Pacific leads transformation of dental students’ learning
Professors at the Arthur A. Dugoni School of Dentistry in San Francisco are collaborating with the Cube, University of the Pacific’s innovation and technology center on the Stockton Campus, to create groundbreaking virtual reality simulations that could change the future of dental education.
The three virtual and augmented reality programs are among the first in dental education.
“The simulation education in the health care environment is a multi-billion-dollar industry across health care, and dentistry has not stepped into that,” said Assistant Professor Jesse West Manton. “University of the Pacific could be the first in dentistry to take that leap.”
Manton, a certified health care simulation educator, is designing one of the programs—an emergency simulator—with the Cube’s Digital Projects Manager Keely Canniff ’20.
Manton reached out to Canniff after learning about the Cube’s resources, which include virtual reality development.
“It took us over a year to build this high-fidelity dental office from a blank, white square room, which has never been done before in any dental school in the United States, if not the world,” Manton said.
Manton compared the program to a flight simulator, giving students critical experience treating emergency patients. The virtual space is set up to look like an operatory room with a patient showing varied signs of distress that students must identify and react to.
“You get a really in-depth view of what's going on,” Canniff said. “You can pick up objects and interact with the tools.”
The scenarios are designed to closely replicate situations students will see in the future with real patients. “These students will save lives in the future because of this training,” Manton said.
They have already seen results. Recent graduate Danika Lund ’22 played the simulation as part of a beta test and relied on the experience during a real-life emergency in Dugoni’s clinic last month. Lund overheard another student describing a patient’s erratic behavior and stepped in to help.
“It was all because of those trainings,” Lund said. “That gave me the confidence to calmly assess the situation, evaluate the patient's medical history, put together the puzzle of what was happening with this patient and then treat accordingly.”
A research project is being developed to study the effects of using the simulation. If results are favorable, Manton plans to implement the technology in the upcoming academic year for about 180 students in the Doctor of Dental Surgery and International Dental Studies programs.
Delivering local anesthesia
Another program Canniff is working on with Assistant Professor Mustafa Radif gives students a space to practice delivering local anesthesia, using touch controllers to virtually pick up medical supplies and use them on a patient.
“This is the future,” Radif said. “We know that the new generation is more engaged with graphics and video games. The idea is how can we make it more engaging to different learning styles and preferences that students have.”
Development has advanced for nearly a year with students providing input throughout the design process. “It’s a collaborative team effort,” Radif said.
The program will be used for the first time in August with a small cohort in the dental hygiene program.
Another component, expected to be rolled out at a later date, gives students a three-dimensional view of head and neck anatomy to identify nerves, muscles and bones, which Associate Professor Bernadette Fa is collaborating on.
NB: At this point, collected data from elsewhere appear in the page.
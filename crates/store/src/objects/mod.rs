//! Object operations: the per-request handlers and the row-level cores
//! they share with `batch`.

pub mod batch;
pub mod del;
pub mod delete_many;
pub mod find;
pub mod get;
pub mod put;
pub mod reindex;
pub mod row;
pub mod update;

use futures::future::BoxFuture;
use models::{ColumnValue, IndexType};
use sqlx::postgres::PgArguments;
use sqlx::query::Query;
use sqlx::{Postgres, Row};

use crate::catalog::{self, BucketSnapshot};
use crate::error::{Error, Result};
use crate::pipeline::{EtagCondition, Request};
use crate::sql::{compile_filter, FilterArg};
use crate::triggers::{run_triggers, TriggerScope};

/// Load the request's bucket snapshot, honoring the caller's cache bypass.
/// A miss reads the descriptor on the request's own session and admits the
/// resolved snapshot to the cache.
pub(crate) fn load_bucket(req: &mut Request) -> BoxFuture<'_, Result<()>> {
    Box::pin(async move {
        let name = req.bucket_name.clone();
        if !req.opts.no_bucket_cache {
            if let Some(snapshot) = req.store.cache().get(&name) {
                req.bucket = Some(snapshot);
                return Ok(());
            }
        }
        let snapshot = load_snapshot(req, &name).await?;
        req.bucket = Some(snapshot);
        Ok(())
    })
}

/// Read and resolve a descriptor on the request's session, admitting it to
/// the cache.
pub(crate) async fn load_snapshot(
    req: &mut Request,
    name: &str,
) -> Result<std::sync::Arc<BucketSnapshot>> {
    let txn = req.txn.as_mut().expect("request transaction is installed");
    let desc = catalog::load(txn, name, false)
        .await?
        .ok_or_else(|| Error::BucketNotFound(name.to_string()))?;
    let snapshot = BucketSnapshot::resolve(desc, req.store.triggers())?;
    req.store.cache().put(name, snapshot.clone());
    Ok(snapshot)
}

/// `SELECT … FOR UPDATE` on the request's key, serializing concurrent
/// writers and capturing the previous row for etag checks and triggers.
///
/// If the row's `_rver` is ahead of the loaded descriptor, a concurrent
/// schema evolution outran the cache: shoot the entry down and reload.
pub(crate) fn row_lock(req: &mut Request) -> BoxFuture<'_, Result<()>> {
    Box::pin(async move {
        let bucket = req.bucket_name.clone();
        let key = req.key.clone().expect("write request carries a key");

        let sql = format!("SELECT * FROM {} WHERE _key = $1 FOR UPDATE", bucket);
        let txn = req.txn.as_mut().expect("request transaction is installed");
        let row = sqlx::query(&sql)
            .bind(&key)
            .fetch_optional(&mut **txn)
            .await?;
        req.previous = row.map(|row| row::record_from_row(&bucket, &row)).transpose()?;

        let stale = match &req.previous {
            Some(previous) => match previous.rver {
                Some(rver) => rver > req.bucket().desc.options.version as i64,
                None => false,
            },
            None => false,
        };
        if stale {
            tracing::debug!(%bucket, "row version ahead of cached descriptor; reloading");
            req.store.cache().invalidate(&bucket);
            let snapshot = load_snapshot(req, &bucket).await?;
            req.bucket = Some(snapshot);
        }
        Ok(())
    })
}

/// Enforce the caller's etag precondition against the locked previous row.
pub(crate) fn check_etag(req: &mut Request) -> BoxFuture<'_, Result<()>> {
    Box::pin(async move {
        let conflict = || Error::EtagConflict {
            bucket: req.bucket_name.clone(),
            key: req.key.clone().unwrap_or_default(),
        };
        match (&req.opts.etag, &req.previous) {
            (EtagCondition::Unspecified, _) => Ok(()),
            (EtagCondition::Absent, None) => Ok(()),
            (EtagCondition::Absent, Some(_)) => Err(conflict()),
            (EtagCondition::Match(_), None) => Err(conflict()),
            (EtagCondition::Match(expected), Some(previous)) => {
                if previous.etag == *expected {
                    Ok(())
                } else {
                    Err(conflict())
                }
            }
        }
    })
}

pub(crate) fn run_pre_triggers(req: &mut Request) -> BoxFuture<'_, Result<()>> {
    Box::pin(async move {
        let snapshot = req.bucket.clone().expect("bucket snapshot is loaded");
        if snapshot.pre.is_empty() {
            return Ok(());
        }
        let scope = TriggerScope {
            bucket: &req.bucket_name,
            schema: &snapshot.desc.index,
            id: req.previous.as_ref().map(|previous| previous.id),
            key: req.key.as_deref(),
            value: req.value.as_ref(),
            headers: &req.opts.headers,
            update: req.previous.is_some(),
        };
        run_triggers(
            &snapshot.pre,
            scope,
            req.txn.as_mut().expect("request transaction is installed"),
        )
        .await
    })
}

pub(crate) fn run_post_triggers(req: &mut Request) -> BoxFuture<'_, Result<()>> {
    Box::pin(async move {
        let snapshot = req.bucket.clone().expect("bucket snapshot is loaded");
        if snapshot.post.is_empty() {
            return Ok(());
        }
        let scope = TriggerScope {
            bucket: &req.bucket_name,
            schema: &snapshot.desc.index,
            id: req.row_id,
            key: req.key.as_deref(),
            value: req.value.as_ref(),
            headers: &req.opts.headers,
            update: req.previous.is_some(),
        };
        run_triggers(
            &snapshot.post,
            scope,
            req.txn.as_mut().expect("request transaction is installed"),
        )
        .await
    })
}

/// Parse the request's filter string into its AST.
pub(crate) fn parse_filter(req: &mut Request) -> BoxFuture<'_, Result<()>> {
    Box::pin(async move {
        let raw = req
            .filter
            .as_deref()
            .ok_or_else(|| Error::InvalidQuery("request carries no filter".to_string()))?;
        req.parsed = Some(filter::parse(raw)?);
        Ok(())
    })
}

/// Decorate and compile the parsed filter against the loaded bucket.
pub(crate) fn build_where(req: &mut Request) -> BoxFuture<'_, Result<()>> {
    Box::pin(async move {
        let parsed = req.parsed.as_ref().expect("filter is parsed");
        let compiled = compile_filter(&req.bucket().desc, parsed)?;
        req.where_clause = Some(compiled);
        Ok(())
    })
}

/// The bind-time cast appended to a placeholder targeting a column of this
/// type. Scalars with native sqlx encodings need none; INET/CIDR and array
/// columns bind as canonical text and are cast server-side.
pub(crate) fn bind_cast(ty: IndexType) -> String {
    match ty {
        IndexType::String | IndexType::Number | IndexType::Boolean => String::new(),
        IndexType::Ip => "::inet".to_string(),
        IndexType::Subnet => "::cidr".to_string(),
        array => format!("::{}", array.pg_type().to_lowercase()),
    }
}

/// Bind one projected column value.
pub(crate) fn bind_column<'q>(
    query: Query<'q, Postgres, PgArguments>,
    value: &ColumnValue,
) -> Query<'q, Postgres, PgArguments> {
    match value {
        ColumnValue::Text(s) => query.bind(s.clone()),
        ColumnValue::Int(n) => query.bind(*n),
        ColumnValue::Bool(b) => query.bind(*b),
        ColumnValue::Inet(_) | ColumnValue::Cidr(_) => query.bind(value.scalar_text()),
        ColumnValue::Array(..) => query.bind(value.array_literal()),
    }
}

/// Bind one compiled filter argument.
pub(crate) fn bind_filter_arg<'q>(
    query: Query<'q, Postgres, PgArguments>,
    arg: &FilterArg,
) -> Query<'q, Postgres, PgArguments> {
    match arg {
        FilterArg::Text(s) => query.bind(s.clone()),
        FilterArg::Int(n) => query.bind(*n),
        FilterArg::Bool(b) => query.bind(*b),
    }
}

/// Fetch a single object row by key, without locking.
pub(crate) async fn fetch_row_by_key(
    req: &mut Request,
    bucket: &str,
    key: &str,
) -> Result<Option<sqlx::postgres::PgRow>> {
    let sql = format!("SELECT * FROM {} WHERE _key = $1", bucket);
    let txn = req.txn.as_mut().expect("request transaction is installed");
    Ok(sqlx::query(&sql)
        .bind(key)
        .fetch_optional(&mut **txn)
        .await?)
}

/// The `_rver` of a fetched row, tolerating relations which predate the
/// column.
pub(crate) fn row_rver(row: &sqlx::postgres::PgRow) -> Option<i64> {
    row.try_get("_rver").unwrap_or(None)
}
use futures::future::BoxFuture;

use crate::catalog;
use crate::error::Result;
use crate::objects::{self, row};
use crate::pipeline::{Handler, OpResult, Pipeline, Request, TxnMode};

/// Rows backfilled per call when the caller does not size the page.
pub const DEFAULT_PAGE: u64 = 100;

/// reindexObjects: backfill a page of rows whose `_rver` trails the bucket
/// version, re-projecting every indexed field from `_value`. Once a pass
/// comes up short the backfill has drained, and the drained versions are
/// cleared from `reindex_active`.
pub const PIPELINE: Pipeline = Pipeline {
    name: "reindexObjects",
    mode: TxnMode::ReadWrite,
    retries: 2,
    handlers: HANDLERS,
};

const HANDLERS: &[(&str, Handler)] = &[
    ("loadBucketFresh", load_bucket_fresh),
    ("backfillPage", backfill_page),
];

// Reindexing always works from the stored descriptor, not the cache: the
// whole point is that the schema just moved.
fn load_bucket_fresh(req: &mut Request) -> BoxFuture<'_, Result<()>> {
    Box::pin(async move {
        let name = req.bucket_name.clone();
        let snapshot = objects::load_snapshot(req, &name).await?;
        req.bucket = Some(snapshot);
        Ok(())
    })
}

fn backfill_page(req: &mut Request) -> BoxFuture<'_, Result<()>> {
    Box::pin(async move {
        let snapshot = req.bucket.clone().expect("bucket snapshot is loaded");
        let desc = &snapshot.desc;
        let bucket = req.bucket_name.clone();
        let version = desc.options.version;

        if desc.reindex_active.is_empty() {
            req.result = OpResult::Reindex {
                processed: 0,
                remaining: false,
            };
            return Ok(());
        }

        let budget = req.page_size.unwrap_or(DEFAULT_PAGE).max(1);
        let sql = format!(
            "SELECT * FROM {} WHERE _rver IS NULL OR _rver < $1 LIMIT $2 FOR UPDATE",
            bucket
        );
        let rows = {
            let txn = req.txn.as_mut().expect("request transaction is installed");
            sqlx::query(&sql)
                .bind(version as i64)
                .bind(budget as i64)
                .fetch_all(&mut **txn)
                .await?
        };
        let processed = rows.len() as u64;

        for fetched in &rows {
            let record = row::record_from_row(&bucket, fetched)?;
            let columns = row::index_object(&desc.index, &record.value)?;

            let mut sets = vec!["_rver = $2".to_string()];
            let mut next = 3;
            for (field, spec) in &desc.index {
                if columns.contains_key(field) {
                    sets.push(format!(
                        "{} = ${}{}",
                        field,
                        next,
                        objects::bind_cast(spec.ty)
                    ));
                    next += 1;
                } else {
                    sets.push(format!("{} = NULL", field));
                }
            }
            let update_sql = format!("UPDATE {} SET {} WHERE _key = $1", bucket, sets.join(", "));

            let mut query = sqlx::query(&update_sql)
                .bind(&record.key)
                .bind(version as i64);
            for (field, _) in &desc.index {
                if let Some(column) = columns.get(field) {
                    query = objects::bind_column(query, column);
                }
            }
            let txn = req.txn.as_mut().expect("request transaction is installed");
            query.execute(&mut **txn).await?;
        }

        let remaining = processed == budget;
        if !remaining {
            // The backfill has drained; retire every version it covered.
            let mut active = desc.reindex_active.clone();
            active.clear_through(version);
            let txn = req.txn.as_mut().expect("request transaction is installed");
            catalog::update_reindex_active(txn, &bucket, &active).await?;
            tracing::info!(%bucket, version, "reindex drained");
        }

        tracing::debug!(%bucket, processed, remaining, "reindex page complete");
        req.result = OpResult::Reindex {
            processed,
            remaining,
        };
        Ok(())
    })
}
“I am working to develop a scavenger hunt with Keely. Students are shown a question and then have to go into the patient’s virtual head to find the correct landmarks,” Fa said. “The idea is to help them understand why they would need to go into that area of the mouth.”
It will not replace hands-on experience, but Fa sees it as an added resource providing a different perspective.
Root canal anatomy
Dental students learning about root canal anatomy will have a valuable tool with an augmented reality application in the works by Clinical Assistant Professor Gordon Lai.
“Root canal anatomy can be very complex and very hard to visualize based on 2D x-rays or 2D images in a lecture format,” Lai said. “I decided there was probably a better way to showcase to students how complex this anatomy can be.”
The app, which is still in the initial design phase, will allow students to view 3D models, zoom in and rotate the teeth using a smartphone.
“I have had these ideas before, and the hardest part was the technology expertise,” Lai said. “When I found out other dental faculty were working on projects with the Cube, I realized, ‘wow, I've had this asset all along.’”
Along with virtual reality development, the Cube, which is based in the William-Knox Holt Memorial Library and Learning Center, supports innovation among faculty, staff and students with 3D printing, drones, video production and more.
“We have robust resources that can be used by faculty,” Canniff said. “They come in with these amazing ideas, and we collaborate to make them come to life.”